(Records provided)
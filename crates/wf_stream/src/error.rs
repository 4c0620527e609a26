use thiserror::Error;
use wf_codec::CodecError;

/// An error that ends a tokenized stream.
///
/// Every variant is fatal to its stream: the tokenizer moves to the
/// failed state, reports the error once, and does not resynchronize.
#[derive(Debug, Error, Clone, PartialEq, Eq)]
#[non_exhaustive]
pub enum StreamError {
    /// An in-progress document outgrew the configured maximum size.
    #[error("a document exceeded the maximum object size of {limit} bytes")]
    SizeExceeded {
        /// The configured bound, in bytes.
        limit: usize,
    },

    /// The boundary scanner could not frame the bytes in its format.
    #[error(transparent)]
    Framing(#[from] CodecError),

    /// The byte source failed to produce data.
    #[error("byte source error: {0}")]
    Source(String),
}
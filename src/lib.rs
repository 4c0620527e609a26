#![doc = include_str!("../README.md")]
#![cfg_attr(docsrs, feature(doc_cfg))]

pub use wf_codec as codec;
pub use wf_engine as engine;
pub use wf_reflect as reflect;
pub use wf_stream as stream;
pub use wf_utils as utils;
pub use wf_value as value;
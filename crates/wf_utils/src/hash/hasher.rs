//! Provide `FixedHasher` and `NoOpHasher`.
//!
//! `FixedHasher` is the `foldhash` hasher behind a fixed seed, so equal
//! input always produces the same hash across runs.
//!
//! `NoOpHasher` passes a `u64` through unchanged, for keys that already
//! are high-quality hashes (such as `TypeId`).

use core::fmt::Debug;
use core::hash::{BuildHasher, Hasher};

use foldhash::fast::{FixedState, FoldHasher};

// -----------------------------------------------------------------------------
// FixedHasher

/// A fixed hash seed.
const FIXED_HASH_STATE: FixedState = FixedState::with_seed(0xC3A5_19D2_7E48_B06F);

/// A hasher whose results depend only on the input bytes.
///
/// A type alias for [`foldhash::fast::FoldHasher`].
///
/// Which can be created through [`FixedHashState::build_hasher`].
pub type FixedHasher = FoldHasher<'static>;

/// Hash state based upon a random but fixed seed.
///
/// # Examples
///
/// ```
/// use core::hash::{Hash, Hasher, BuildHasher};
/// use wf_utils::hash::FixedHashState;
///
/// let mut hasher = FixedHashState.build_hasher();
/// "key".hash(&mut hasher);
/// let result = hasher.finish();
///
/// println!("Hash Result {result}"); // Fixed Result
/// ```
#[derive(Copy, Clone, Default, Debug)]
pub struct FixedHashState;

impl BuildHasher for FixedHashState {
    type Hasher = FixedHasher;

    #[inline(always)]
    fn build_hasher(&self) -> Self::Hasher {
        FIXED_HASH_STATE.build_hasher()
    }
}

// -----------------------------------------------------------------------------
// NoOpHasher

/// A no-op hash that directly passes the value through `u64`.
///
/// Which can be created through [`NoOpHashState::build_hasher`].
#[derive(Copy, Clone, Default, Debug)]
pub struct NoOpHasher {
    hash: u64,
}

impl Hasher for NoOpHasher {
    #[inline]
    fn finish(&self) -> u64 {
        self.hash
    }

    fn write(&mut self, bytes: &[u8]) {
        // `write_u64` is the intended entry point; this keeps multi-write
        // keys usable by folding bytes in reverse order.
        for byte in bytes.iter().rev() {
            self.hash = self.hash.rotate_left(8).wrapping_add(*byte as u64);
        }
    }

    #[inline]
    fn write_u64(&mut self, i: u64) {
        self.hash = i;
    }
}

/// A hash state producing [`NoOpHasher`]s.
///
/// Only stores one `u64` and assigns it directly on `write_u64`. Suited
/// for keys that are already uniformly distributed, such as `TypeId`.
///
/// # Examples
///
/// ```
/// use core::hash::{Hash, Hasher, BuildHasher};
/// use wf_utils::hash::NoOpHashState;
///
/// let mut hasher = NoOpHashState.build_hasher();
/// 3.hash(&mut hasher);
///
/// assert_eq!(hasher.finish(), 3_u64);
/// ```
#[derive(Copy, Clone, Default, Debug)]
pub struct NoOpHashState;

impl BuildHasher for NoOpHashState {
    type Hasher = NoOpHasher;

    #[inline(always)]
    fn build_hasher(&self) -> Self::Hasher {
        NoOpHasher { hash: 0 }
    }
}

#[cfg(test)]
mod tests {
    use super::{FixedHashState, NoOpHashState};
    use core::hash::{BuildHasher, Hash, Hasher};

    #[test]
    fn fixed_state_is_stable() {
        let mut a = FixedHashState.build_hasher();
        let mut b = FixedHashState.build_hasher();
        "stable".hash(&mut a);
        "stable".hash(&mut b);
        assert_eq!(a.finish(), b.finish());
    }

    #[test]
    fn noop_passes_u64_through() {
        let mut hasher = NoOpHashState.build_hasher();
        hasher.write_u64(0xDEAD_BEEF);
        assert_eq!(hasher.finish(), 0xDEAD_BEEF);
    }
}
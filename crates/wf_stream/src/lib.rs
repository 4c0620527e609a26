#![doc = include_str!("../README.md")]
#![cfg_attr(docsrs, feature(doc_cfg))]

mod error;
mod sink;
mod source;
mod tokenizer;

pub use error::StreamError;
pub use sink::{DocumentSink, StreamEnd};
pub use source::{ByteSource, Chunk, IoSource, SliceSource};
pub use tokenizer::{Pump, State, StreamTokenizer};
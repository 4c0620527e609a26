use wf_value::Value;

use crate::context::BindContext;
use crate::descriptor::CoerceKind;
use crate::error::ReflectError;

// -----------------------------------------------------------------------------

/// Compile-time kind information for a property type.
///
/// `Kinded` is what lets `#[derive(Properties)]` build its descriptor table
/// in a `const` context: every field type must report which
/// [`CoerceKind`] it converts through and whether it can hold nil.
///
/// Implemented for the standard leaf types, for containers over `Kinded`
/// element types, and by the derive for reflected types themselves.
pub trait Kinded {
    /// The kind this type converts through.
    const KIND: CoerceKind;

    /// Whether the type has a nil state. Only `Option<T>` and types that
    /// wrap one report `true`.
    const NILABLE: bool = false;
}

// -----------------------------------------------------------------------------

/// Conversion between a native value and the neutral [`Value`] tree.
///
/// This is the object-safe core of the reflection layer: property accessors
/// hand out `&dyn Coerce` / `&mut dyn Coerce`, and the conversion helpers
/// drive those without knowing the concrete field types.
///
/// Containers recurse through their elements and honor the policies carried
/// by the [`BindContext`], so a `Vec<Option<i64>>` drops nil entries exactly
/// like a nil property is dropped from a map.
pub trait Coerce {
    /// The kind of this value. Matches [`Kinded::KIND`] for types that
    /// implement both.
    fn kind(&self) -> CoerceKind;

    /// Whether this particular value is nil right now.
    #[inline]
    fn is_nil(&self) -> bool {
        false
    }

    /// Converts `self` into a [`Value`].
    fn to_value(&self, cx: &mut BindContext) -> Result<Value, ReflectError>;

    /// Replaces `self` with the converted content of `value`.
    ///
    /// Fails with [`ReflectError::Mismatch`] when the value has the wrong
    /// shape and [`ReflectError::Coercion`] when it has the right shape but
    /// an unrepresentable content.
    fn assign_value(&mut self, value: &Value, cx: &mut BindContext) -> Result<(), ReflectError>;
}

// -----------------------------------------------------------------------------

/// Construction of a fresh value from a [`Value`].
///
/// Containers need this to materialize elements during
/// [`assign_value`](Coerce::assign_value), and deserializers use it to build
/// whole objects. It is a separate trait rather than a method on [`Coerce`]
/// because construction needs `Sized` while property access needs dynamic
/// dispatch.
///
/// `#[derive(Properties)]` implements it for types that also implement
/// [`Default`].
pub trait FromValue: Coerce + Sized {
    /// Builds a new instance from `value`.
    fn from_value(value: &Value, cx: &mut BindContext) -> Result<Self, ReflectError>;
}
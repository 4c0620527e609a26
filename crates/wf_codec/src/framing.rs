//! Document boundary detection for byte streams.
//!
//! A [`BoundaryScanner`] finds where one top-level document ends and the
//! next begins inside a growing buffer, using just enough structural
//! lexing (nesting depth, string and markup state) to place the cut. It
//! never validates content; a recognized range may still fail to decode.
//!
//! Scanners are resumable by construction: all lexing state lives in the
//! struct, so a scan interrupted at any byte picks up exactly where it
//! stopped when more bytes arrive.

use crate::error::CodecError;

// -----------------------------------------------------------------------------
// BoundaryScanner

/// Outcome of one [`BoundaryScanner::scan`] call.
#[derive(Debug, Clone, Copy, PartialEq, Eq)]
pub enum Scan {
    /// Every buffered byte was examined without completing a document.
    NeedMore,
    /// A complete document occupies `start..end` of the scanned buffer.
    Document {
        /// Offset of the document's first byte.
        start: usize,
        /// Offset one past the document's last byte.
        end: usize,
    },
}

/// Incremental recognition of document boundaries in one format.
///
/// The caller owns a buffer that only ever grows at the tail or has a
/// prefix removed. After appending bytes it calls [`scan`](Self::scan)
/// with the whole buffer; the scanner resumes from its internal cursor
/// and reports the first completed document, or that it ran out of input.
/// After the caller drops a buffer prefix it must call
/// [`rebase`](Self::rebase) so the scanner's offsets stay aligned.
///
/// A document is complete exactly when the nesting depth returns to the
/// scanner's start depth after having exceeded it. With the default start
/// depth of 0 every top-level container is one document; a start depth of
/// 1 treats the elements *inside* one outer container as the documents,
/// for streams that arrive wrapped in an envelope.
///
/// Bytes between documents that never raise the depth (whitespace,
/// separators, bare scalars, the envelope's own brackets) belong to no
/// document and are never reported.
pub trait BoundaryScanner {
    /// Resumes scanning `buffer` from the first unexamined byte.
    ///
    /// Returns the first document completed by the newly examined bytes,
    /// [`Scan::NeedMore`] once the buffer is exhausted, or a
    /// [`CodecError::Syntax`] when the bytes cannot be framed in this
    /// format at all. A framing error is permanent; the scanner is not
    /// usable afterwards.
    fn scan(&mut self, buffer: &[u8]) -> Result<Scan, CodecError>;

    /// Informs the scanner that `count` bytes were removed from the front
    /// of the buffer.
    fn rebase(&mut self, count: usize);

    /// Whether a document has started and not yet completed.
    fn in_document(&self) -> bool {
        self.document_start().is_some()
    }

    /// Offset of the in-progress document's first byte, if one started.
    fn document_start(&self) -> Option<usize>;
}

// -----------------------------------------------------------------------------
// JSON

/// [`BoundaryScanner`] for streams of JSON documents.
///
/// Tracks `{}`/`[]` nesting and string state (including escapes) so that
/// braces inside string literals never count. Top-level scalars between
/// documents are skipped: only containers can exceed the start depth.
#[derive(Debug)]
pub struct JsonBoundaryScanner {
    start_depth: usize,
    cursor: usize,
    depth: usize,
    doc_start: Option<usize>,
    in_string: bool,
    escaped: bool,
}

impl JsonBoundaryScanner {
    /// Creates a scanner that completes documents at `start_depth`.
    pub fn new(start_depth: usize) -> Self {
        Self {
            start_depth,
            cursor: 0,
            depth: 0,
            doc_start: None,
            in_string: false,
            escaped: false,
        }
    }
}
(End Records provided)
→ **Your task**: Keep both end lines and retype everything in the records above from the line containing "#[error(transparent)]" through the line containing "pub use wf_engine as engine;", exactly, with nothing else.

→ **Completed exercise**:
    #[error(transparent)]
    Framing(#[from] CodecError),

    /// The byte source failed to produce data.
    #[error("byte source error: {0}")]
    Source(String),
}
filename src/lib.rs
repository 4c0620527e609a26
#![doc = include_str!("../README.md")]
#![cfg_attr(docsrs, feature(doc_cfg))]

pub use wf_codec as codec;
pub use wf_engine as engine;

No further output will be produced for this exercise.